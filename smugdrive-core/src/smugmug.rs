use std::sync::Arc;

use reqwest::header::{ACCEPT, AUTHORIZATION};
use reqwest::{Client, Method, StatusCode};
use serde::Deserialize;
use serde::de::DeserializeOwned;
use thiserror::Error;
use url::Url;

use crate::signer::RequestSigner;
use crate::status::{self, ApiErrorClass, classify_api_status};

const DEFAULT_BASE_URL: &str = "https://api.smugmug.com";

#[derive(Debug, Error)]
pub enum SmugMugError {
    #[error("request failed: {0}")]
    Request(#[from] reqwest::Error),
    #[error("invalid url: {0}")]
    Url(#[from] url::ParseError),
    #[error("api returned {status}: {body}")]
    Api {
        status: StatusCode,
        body: String,
        retry_after: Option<u64>,
    },
}

impl SmugMugError {
    pub fn classification(&self) -> Option<ApiErrorClass> {
        match self {
            SmugMugError::Api { status, .. } => Some(classify_api_status(*status)),
            _ => None,
        }
    }

    pub fn is_auth(&self) -> bool {
        matches!(self.classification(), Some(ApiErrorClass::Auth))
    }

    pub fn is_retryable(&self) -> bool {
        match self {
            SmugMugError::Request(err) => status::transport_is_retryable(err),
            SmugMugError::Url(_) => false,
            SmugMugError::Api { .. } => matches!(
                self.classification(),
                Some(ApiErrorClass::RateLimit | ApiErrorClass::Transient)
            ),
        }
    }

    pub fn retry_after_secs(&self) -> Option<u64> {
        match self {
            SmugMugError::Api { retry_after, .. } => *retry_after,
            _ => None,
        }
    }
}

#[derive(Clone)]
pub struct SmugMugClient {
    http: Client,
    base_url: Url,
    signer: Arc<dyn RequestSigner>,
}

impl SmugMugClient {
    pub fn new(signer: Arc<dyn RequestSigner>) -> Result<Self, SmugMugError> {
        Self::with_base_url(DEFAULT_BASE_URL, signer)
    }

    pub fn with_base_url(
        base_url: &str,
        signer: Arc<dyn RequestSigner>,
    ) -> Result<Self, SmugMugError> {
        Ok(Self {
            http: Client::new(),
            base_url: Url::parse(base_url)?,
            signer,
        })
    }

    pub async fn authenticated_user(&self) -> Result<User, SmugMugError> {
        let payload: Envelope<UserResponse> = self.get_json("/api/v2!authuser", &[]).await?;
        Ok(payload.response.user)
    }

    pub async fn albums_page(
        &self,
        albums_uri: &str,
        start: u32,
        count: u32,
    ) -> Result<Page<Album>, SmugMugError> {
        let payload: Envelope<AlbumsResponse> = self
            .get_json(albums_uri, &paging(start, count))
            .await?;
        Ok(Page {
            items: payload.response.albums,
            total: payload.response.pages.map(|p| p.total).unwrap_or(0),
        })
    }

    pub async fn album_images_page(
        &self,
        album_key: &str,
        start: u32,
        count: u32,
    ) -> Result<Page<AlbumImage>, SmugMugError> {
        let uri = format!("/api/v2/album/{album_key}!images");
        let payload: Envelope<AlbumImagesResponse> =
            self.get_json(&uri, &paging(start, count)).await?;
        Ok(Page {
            items: payload.response.images,
            total: payload.response.pages.map(|p| p.total).unwrap_or(0),
        })
    }

    /// URL of the largest rendition the account may fetch, if any.
    pub async fn largest_image(&self, image_uri: &str) -> Result<Option<Url>, SmugMugError> {
        let uri = format!("{image_uri}!largestimage");
        let payload: Envelope<LargestImageResponse> = self.get_json(&uri, &[]).await?;
        Ok(payload.response.largest.and_then(RenditionRef::parsed))
    }

    /// URL of the original (archive) upload, if downloads are enabled.
    pub async fn image_download(&self, image_uri: &str) -> Result<Option<Url>, SmugMugError> {
        let uri = format!("{image_uri}!download");
        let payload: Envelope<ImageDownloadResponse> = self.get_json(&uri, &[]).await?;
        Ok(payload.response.download.and_then(RenditionRef::parsed))
    }

    async fn get_json<T: DeserializeOwned>(
        &self,
        uri: &str,
        query: &[(&str, String)],
    ) -> Result<T, SmugMugError> {
        let mut url = self.endpoint(uri)?;
        if !query.is_empty() {
            let mut pairs = url.query_pairs_mut();
            for (key, value) in query {
                pairs.append_pair(key, value);
            }
        }
        let authorization = self.signer.sign(&Method::GET, &mut url);
        let mut request = self.http.get(url).header(ACCEPT, "application/json");
        if let Some(value) = authorization {
            request = request.header(AUTHORIZATION, value);
        }
        let response = request.send().await?;
        Self::handle_response(response).await
    }

    fn endpoint(&self, uri: &str) -> Result<Url, SmugMugError> {
        if uri.starts_with("http://") || uri.starts_with("https://") {
            return Ok(Url::parse(uri)?);
        }
        Ok(self.base_url.join(uri)?)
    }

    async fn handle_response<T: DeserializeOwned>(
        response: reqwest::Response,
    ) -> Result<T, SmugMugError> {
        if response.status().is_success() {
            Ok(response.json::<T>().await?)
        } else {
            let status = response.status();
            let retry_after = status::retry_after_secs(response.headers());
            let body = response.text().await.unwrap_or_default();
            Err(SmugMugError::Api {
                status,
                body,
                retry_after,
            })
        }
    }
}

fn paging(start: u32, count: u32) -> [(&'static str, String); 2] {
    [("start", start.to_string()), ("count", count.to_string())]
}

/// One page of a listing together with the provider-reported total.
#[derive(Debug)]
pub struct Page<T> {
    pub items: Vec<T>,
    pub total: u32,
}

#[derive(Debug, Deserialize)]
struct Envelope<T> {
    #[serde(rename = "Response")]
    response: T,
}

#[derive(Debug, Deserialize)]
struct UserResponse {
    #[serde(rename = "User")]
    user: User,
}

#[derive(Debug, Clone, Deserialize, PartialEq, Eq)]
pub struct User {
    #[serde(rename = "NickName", default)]
    pub nick_name: Option<String>,
    #[serde(rename = "Name", default)]
    pub name: Option<String>,
    #[serde(rename = "Uris", default)]
    pub uris: UserUris,
}

#[derive(Debug, Clone, Default, Deserialize, PartialEq, Eq)]
pub struct UserUris {
    #[serde(rename = "UserAlbums", default)]
    pub user_albums: Option<UriRef>,
}

/// The API reports linked resources either as `{"Uri": ".."}` or as a bare string.
#[derive(Debug, Clone, Deserialize, PartialEq, Eq)]
#[serde(untagged)]
pub enum UriRef {
    Object {
        #[serde(rename = "Uri")]
        uri: String,
    },
    Plain(String),
}

impl UriRef {
    pub fn as_str(&self) -> &str {
        match self {
            UriRef::Object { uri } => uri,
            UriRef::Plain(uri) => uri,
        }
    }
}

impl User {
    pub fn account_name(&self) -> Option<&str> {
        self.nick_name
            .as_deref()
            .or(self.name.as_deref())
            .filter(|name| !name.is_empty())
    }

    pub fn albums_uri(&self) -> Option<String> {
        if let Some(uri) = self
            .uris
            .user_albums
            .as_ref()
            .map(UriRef::as_str)
            .filter(|uri| !uri.is_empty())
        {
            return Some(uri.to_string());
        }
        self.account_name()
            .map(|name| format!("/api/v2/user/{name}!albums"))
    }
}

#[derive(Debug, Deserialize)]
struct PagesInfo {
    #[serde(rename = "Total", default)]
    total: u32,
}

#[derive(Debug, Deserialize)]
struct AlbumsResponse {
    #[serde(rename = "Album", default)]
    albums: Vec<Album>,
    #[serde(rename = "Pages", default)]
    pages: Option<PagesInfo>,
}

#[derive(Debug, Clone, Deserialize, PartialEq, Eq)]
pub struct Album {
    #[serde(rename = "AlbumKey", default)]
    pub album_key: Option<String>,
    #[serde(rename = "Name", default)]
    pub name: Option<String>,
    #[serde(rename = "UrlPath", default)]
    pub url_path: Option<String>,
    #[serde(rename = "ImageCount", default)]
    pub image_count: Option<u32>,
}

#[derive(Debug, Deserialize)]
struct AlbumImagesResponse {
    #[serde(rename = "AlbumImage", default)]
    images: Vec<AlbumImage>,
    #[serde(rename = "Pages", default)]
    pages: Option<PagesInfo>,
}

#[derive(Debug, Clone, Deserialize, PartialEq, Eq)]
pub struct AlbumImage {
    #[serde(rename = "ImageKey", default)]
    pub image_key: Option<String>,
    #[serde(rename = "FileName", default)]
    pub file_name: Option<String>,
    #[serde(rename = "Uri", default)]
    pub uri: Option<String>,
    #[serde(rename = "Uris", default)]
    pub uris: ImageUris,
}

#[derive(Debug, Clone, Default, Deserialize, PartialEq, Eq)]
pub struct ImageUris {
    #[serde(rename = "Image", default)]
    pub image: Option<UriRef>,
}

impl AlbumImage {
    /// The image resource URI, preferring the linked `Uris.Image` entry.
    /// Blank values count as missing.
    pub fn image_uri(&self) -> Option<&str> {
        let linked = self.uris.image.as_ref().map(UriRef::as_str);
        linked
            .filter(|uri| !uri.is_empty())
            .or_else(|| self.uri.as_deref().filter(|uri| !uri.is_empty()))
    }
}

#[derive(Debug, Deserialize)]
struct RenditionRef {
    #[serde(rename = "Url", default)]
    url: Option<String>,
}

impl RenditionRef {
    fn parsed(self) -> Option<Url> {
        self.url.and_then(|url| Url::parse(&url).ok())
    }
}

#[derive(Debug, Deserialize)]
struct LargestImageResponse {
    #[serde(rename = "LargestImage", default)]
    largest: Option<RenditionRef>,
}

#[derive(Debug, Deserialize)]
struct ImageDownloadResponse {
    #[serde(rename = "ImageDownload", default)]
    download: Option<RenditionRef>,
}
#####
The task
Transcribe, word for word, every line from the one containing "count as missing." through the final line of the entries, and nothing else.

Output of the exercise
    /// Blank values count as missing.
    pub fn image_uri(&self) -> Option<&str> {
        let linked = self.uris.image.as_ref().map(UriRef::as_str);
        linked
            .filter(|uri| !uri.is_empty())
            .or_else(|| self.uri.as_deref().filter(|uri| !uri.is_empty()))
    }
}

#[derive(Debug, Deserialize)]
struct RenditionRef {
    #[serde(rename = "Url", default)]
    url: Option<String>,
}

impl RenditionRef {
    fn parsed(self) -> Option<Url> {
        self.url.and_then(|url| Url::parse(&url).ok())
    }
}

#[derive(Debug, Deserialize)]
struct LargestImageResponse {
    #[serde(rename = "LargestImage", default)]
    largest: Option<RenditionRef>,
}

#[derive(Debug, Deserialize)]
struct ImageDownloadResponse {
    #[serde(rename = "ImageDownload", default)]
    download: Option<RenditionRef>,
}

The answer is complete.